Task => Locate the string "compiled" in the listing below. Copy every line where it is found.

Dataset extract =>
________________________________________

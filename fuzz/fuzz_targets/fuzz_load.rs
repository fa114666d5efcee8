//! Fuzz target for loading raw bytes.
//!
//! Goal: the loader should **never panic** on any input, and anything it
//! accepts must survive a serialize-and-reload cycle unchanged.
//!
//! Run with:
//! ```bash
//! cargo +nightly fuzz run fuzz_load
//! ```

#![no_main]

use libfuzzer_sys::fuzz_target;

fuzz_target!(|data: &[u8]| {
    let Ok(log) = sarifkit_loader::load_slice(data) else {
        return;
    };

    let text = serde_json::to_string(&log).expect("a loaded log serializes");
    let again = sarifkit_loader::load_str(&text).expect("a serialized log reloads");
    assert_eq!(again, log);
});
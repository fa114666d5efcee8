//! Object-shape check run before typed construction.
//!
//! Derived struct deserializers also accept a JSON array as a positional
//! encoding of the fields. SARIF entities are always JSON objects, so any
//! entity position holding an array is rejected up front.

use sarifkit_model::{EntityKind, FieldKind, JsonValue};

use crate::path::FieldPath;

/// First entity position (in alias-table order) whose value is an array.
pub(crate) fn find_array_entity(
    value: &JsonValue,
    kind: EntityKind,
) -> Option<(FieldPath, EntityKind)> {
    walk(value, kind, &FieldPath::root())
}

fn walk(value: &JsonValue, kind: EntityKind, path: &FieldPath) -> Option<(FieldPath, EntityKind)> {
    let map = match value {
        JsonValue::Array(_) => return Some((path.clone(), kind)),
        JsonValue::Object(map) => map,
        _ => return None,
    };

    for field in kind.fields() {
        let Some(child) = map.get(field.wire) else {
            continue;
        };
        match field.kind {
            FieldKind::Entity(nested) => {
                let child_path = path.clone().key(field.wire);
                if let Some(hit) = walk(child, nested, &child_path) {
                    return Some(hit);
                }
            }
            FieldKind::EntityList(nested) => {
                let JsonValue::Array(items) = child else {
                    continue;
                };
                for (index, item) in items.iter().enumerate() {
                    let child_path = path.clone().key(field.wire).index(index);
                    if let Some(hit) = walk(item, nested, &child_path) {
                        return Some(hit);
                    }
                }
            }
            _ => {}
        }
    }
    None
}
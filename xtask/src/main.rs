//! Developer tasks (schema generation, fixture conformance).
//!
//! Keeping this separate avoids bloating the end-user CLI.

use anyhow::{Context, bail};
use camino::{Utf8Path, Utf8PathBuf};
use sarifkit::SarifLog;
use sarifkit_test_util::{expected_kind, fixtures_dir, list_fixtures_in};
use schemars::schema_for;
use std::fs;

const SCHEMA_FILE: &str = "sarif-log.schema.json";

/// Workspace root (parent of the xtask directory).
fn project_root() -> Utf8PathBuf {
    let manifest_dir = Utf8Path::new(env!("CARGO_MANIFEST_DIR"));
    manifest_dir
        .parent()
        .unwrap_or(manifest_dir)
        .to_path_buf()
}

fn schemas_dir() -> Utf8PathBuf {
    project_root().join("schemas")
}

/// Serialize a schema to pretty-printed JSON with trailing newline.
fn serialize_schema(schema: &schemars::Schema) -> anyhow::Result<String> {
    let mut json = serde_json::to_string_pretty(schema).context("Failed to serialize schema")?;
    json.push('\n');
    Ok(json)
}

fn emit_schema() -> anyhow::Result<()> {
    let dir = schemas_dir();
    fs::create_dir_all(&dir).context("Failed to create schemas directory")?;

    let json = serialize_schema(&schema_for!(SarifLog))?;
    let path = dir.join(SCHEMA_FILE);
    fs::write(&path, &json).with_context(|| format!("Failed to write schema to {path}"))?;

    println!("Wrote {path}");
    Ok(())
}

/// Fail if `schemas/` differs from what `emit-schema` would write.
fn validate_schema() -> anyhow::Result<()> {
    let path = schemas_dir().join(SCHEMA_FILE);
    let expected = serialize_schema(&schema_for!(SarifLog))?;
    let actual = fs::read_to_string(&path).with_context(|| {
        format!("Failed to read {path}\n\nRun `cargo xtask emit-schema` to generate it.")
    })?;

    if expected != actual {
        bail!("{path} is out of date\n\nRun `cargo xtask emit-schema` to regenerate.");
    }
    println!("Schema is up to date.");
    Ok(())
}

/// Check the fixture corpus against the loader and the generated schema.
///
/// 1. every `valid/*.sarif` loads, and validates against the SarifLog schema
/// 2. every `invalid/*.sarif` fails with the error kind named by its stem prefix
fn conform() -> anyhow::Result<()> {
    let schema = serde_json::to_value(schema_for!(SarifLog)).context("Failed to serialize schema")?;
    let compiled = jsonschema::draft202012::new(&schema)
        .map_err(|e| anyhow::anyhow!("Failed to compile schema: {}", e))?;

    let root = fixtures_dir();
    let valid = list_fixtures_in(&root.join("valid"));
    let invalid = list_fixtures_in(&root.join("invalid"));
    if valid.is_empty() || invalid.is_empty() {
        bail!("No fixtures found under {root}/{{valid,invalid}}");
    }

    let mut errors = Vec::new();

    for path in &valid {
        let name = path.file_name().unwrap_or_default();
        if let Err(err) = sarifkit::load_path(path) {
            errors.push(format!("{name}: expected to load, got {err}"));
            continue;
        }

        let text = fs::read_to_string(path).with_context(|| format!("Failed to read {path}"))?;
        let value: serde_json::Value =
            serde_json::from_str(&text).with_context(|| format!("Failed to parse {name}"))?;
        for err in compiled.iter_errors(&value) {
            errors.push(format!("{name}: schema validation: {err}"));
        }
        println!("  ✓ valid/{name}");
    }

    for path in &invalid {
        let name = path.file_name().unwrap_or_default();
        let Some(want) = expected_kind(path) else {
            errors.push(format!("{name}: file stem has no `<kind>--` prefix"));
            continue;
        };
        match sarifkit::load_path(path) {
            Ok(_) => errors.push(format!("{name}: expected {want}, but it loaded")),
            Err(err) if err.kind() != want => {
                errors.push(format!("{name}: expected {want}, got {}: {err}", err.kind()))
            }
            Err(_) => println!("  ✓ invalid/{name} ({want})"),
        }
    }

    if !errors.is_empty() {
        eprintln!("\nConformance errors:");
        for err in &errors {
            eprintln!("  - {err}");
        }
        bail!("Conformance failed with {} errors", errors.len());
    }

    println!(
        "\n✓ All {} fixtures conform ({} valid, {} invalid)",
        valid.len() + invalid.len(),
        valid.len(),
        invalid.len()
    );
    Ok(())
}

fn print_help() {
    eprintln!("xtask commands:");
    eprintln!("  help             Show this message");
    eprintln!("  emit-schema      Generate schemas/{SCHEMA_FILE} from the SarifLog model");
    eprintln!("  validate-schema  Check that schemas/ matches generated output (for CI)");
    eprintln!("  conform          Check tests/fixtures against the loader and the schema");
}

fn main() -> anyhow::Result<()> {
    let args: Vec<String> = std::env::args().collect();
    let cmd = args.get(1).map(|s| s.as_str()).unwrap_or("help");

    match cmd {
        "help" | "--help" | "-h" => {
            print_help();
            Ok(())
        }
        "emit-schema" => emit_schema(),
        "validate-schema" => validate_schema(),
        "conform" => conform(),
        other => bail!("unknown xtask command: {other}\n\nRun `cargo xtask help` for usage."),
    }
    .context("xtask failed")
}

________________________________________

Solution to this task =>
    let compiled = jsonschema::draft202012::new(&schema)
        for err in compiled.iter_errors(&value) {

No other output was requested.